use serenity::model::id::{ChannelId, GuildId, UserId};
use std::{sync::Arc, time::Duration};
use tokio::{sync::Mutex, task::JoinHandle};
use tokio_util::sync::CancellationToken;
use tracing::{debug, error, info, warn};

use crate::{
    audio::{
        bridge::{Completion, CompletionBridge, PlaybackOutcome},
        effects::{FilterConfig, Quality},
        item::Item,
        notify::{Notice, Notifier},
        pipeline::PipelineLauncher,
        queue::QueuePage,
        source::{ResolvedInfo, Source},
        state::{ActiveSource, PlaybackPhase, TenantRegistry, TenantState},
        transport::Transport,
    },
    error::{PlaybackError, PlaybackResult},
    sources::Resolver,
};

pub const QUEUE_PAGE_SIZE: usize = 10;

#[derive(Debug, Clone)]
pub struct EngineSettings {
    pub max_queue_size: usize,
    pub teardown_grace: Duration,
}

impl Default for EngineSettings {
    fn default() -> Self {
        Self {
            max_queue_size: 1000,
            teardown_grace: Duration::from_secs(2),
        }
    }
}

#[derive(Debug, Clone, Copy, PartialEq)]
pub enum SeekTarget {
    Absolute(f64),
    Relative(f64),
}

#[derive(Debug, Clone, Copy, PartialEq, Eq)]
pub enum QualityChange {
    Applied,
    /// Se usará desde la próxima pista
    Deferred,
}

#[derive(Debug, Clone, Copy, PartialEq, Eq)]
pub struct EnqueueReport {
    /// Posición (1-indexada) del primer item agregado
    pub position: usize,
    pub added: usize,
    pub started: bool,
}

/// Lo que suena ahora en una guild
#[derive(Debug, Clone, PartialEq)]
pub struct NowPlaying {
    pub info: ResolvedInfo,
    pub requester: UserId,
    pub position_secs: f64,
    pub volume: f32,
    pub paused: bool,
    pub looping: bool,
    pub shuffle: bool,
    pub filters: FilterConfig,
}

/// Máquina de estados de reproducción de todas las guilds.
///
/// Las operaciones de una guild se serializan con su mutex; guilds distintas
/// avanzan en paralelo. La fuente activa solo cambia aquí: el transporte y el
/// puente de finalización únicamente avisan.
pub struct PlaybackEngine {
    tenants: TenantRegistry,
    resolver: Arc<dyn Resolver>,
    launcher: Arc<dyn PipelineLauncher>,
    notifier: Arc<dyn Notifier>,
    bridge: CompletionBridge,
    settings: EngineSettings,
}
+===+
# PROBLEM DESCRIPTION
Check each line of the material for the word "PartialEq". Copy the ones that have it.

# SOLUTION TO THIS TASK
#[derive(Debug, Clone, Copy, PartialEq)]
#[derive(Debug, Clone, Copy, PartialEq, Eq)]
#[derive(Debug, Clone, Copy, PartialEq, Eq)]
#[derive(Debug, Clone, PartialEq)]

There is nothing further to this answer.